▶ **Exercise input**
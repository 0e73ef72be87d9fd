//! Durable sync progress counters.

use crate::error::StoreResult;
use crate::kv::KeyValueStore;
use fieldsync_events::Timestamp;
use std::sync::Arc;

const PROGRESS_PREFIX: &str = "progress/";
const LAST_SYNC_TIME_KEY: &str = "last_sync_time";

/// Per-stage counters and the last successful sync time.
///
/// Counters survive restarts so a retried stage keeps counting from where
/// it stopped.
#[derive(Clone)]
pub struct SyncProgressCache {
    kv: Arc<dyn KeyValueStore>,
}

impl std::fmt::Debug for SyncProgressCache {
    fn fmt(&self, f: &mut std::fmt::Formatter<'_>) -> std::fmt::Result {
        f.debug_struct("SyncProgressCache").finish_non_exhaustive()
    }
}

impl SyncProgressCache {
    /// Creates a cache over a key-value store.
    pub fn new(kv: Arc<dyn KeyValueStore>) -> Self {
        Self { kv }
    }

    /// Reads the counter of a stage.
    pub fn read_progress(&self, stage_id: &str) -> StoreResult<u64> {
        Ok(self
            .kv
            .get(&format!("{PROGRESS_PREFIX}{stage_id}"))?
            .and_then(|v| v.parse().ok())
            .unwrap_or(0))
    }

    /// Sets the counter of a stage.
    pub fn save_progress(&self, stage_id: &str, value: u64) -> StoreResult<()> {
        self.kv
            .put(&format!("{PROGRESS_PREFIX}{stage_id}"), &value.to_string())
    }

    /// Adds to the counter of a stage and returns the new value.
    pub fn add_progress(&self, stage_id: &str, delta: u64) -> StoreResult<u64> {
        let value = self.kv.update(
            &format!("{PROGRESS_PREFIX}{stage_id}"),
            &mut |current| {
                let current: u64 = current.and_then(|v| v.parse().ok()).unwrap_or(0);
                current.saturating_add(delta).to_string()
            },
        )?;
        Ok(value.parse().unwrap_or(0))
    }

    /// Resets every counter.
    pub fn clear_progresses(&self) -> StoreResult<()> {
        self.kv.remove_prefix(PROGRESS_PREFIX)?;
        Ok(())
    }

    /// Records the time of a successful sync.
    pub fn store_last_successful_sync_time(&self, time: Timestamp) -> StoreResult<()> {
        self.kv.put(LAST_SYNC_TIME_KEY, &time.as_millis().to_string())
    }

    /// Returns the time of the last successful sync.
    pub fn read_last_successful_sync_time(&self) -> StoreResult<Option<Timestamp>> {
        Ok(self
            .kv
            .get(LAST_SYNC_TIME_KEY)?
            .and_then(|v| v.parse().ok())
            .map(Timestamp::from_millis))
    }

    /// Forgets the last successful sync time.
    pub fn clear_last_successful_sync_time(&self) -> StoreResult<()> {
        self.kv.remove(LAST_SYNC_TIME_KEY)
    }
}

▶ **Your objective**
Set down, word for word and with no other lines, the listing from the line marked by "Forgets the last successful sync time." through its final line.

▶ **Solution**
    /// Forgets the last successful sync time.
    pub fn clear_last_successful_sync_time(&self) -> StoreResult<()> {
        self.kv.remove(LAST_SYNC_TIME_KEY)
    }
}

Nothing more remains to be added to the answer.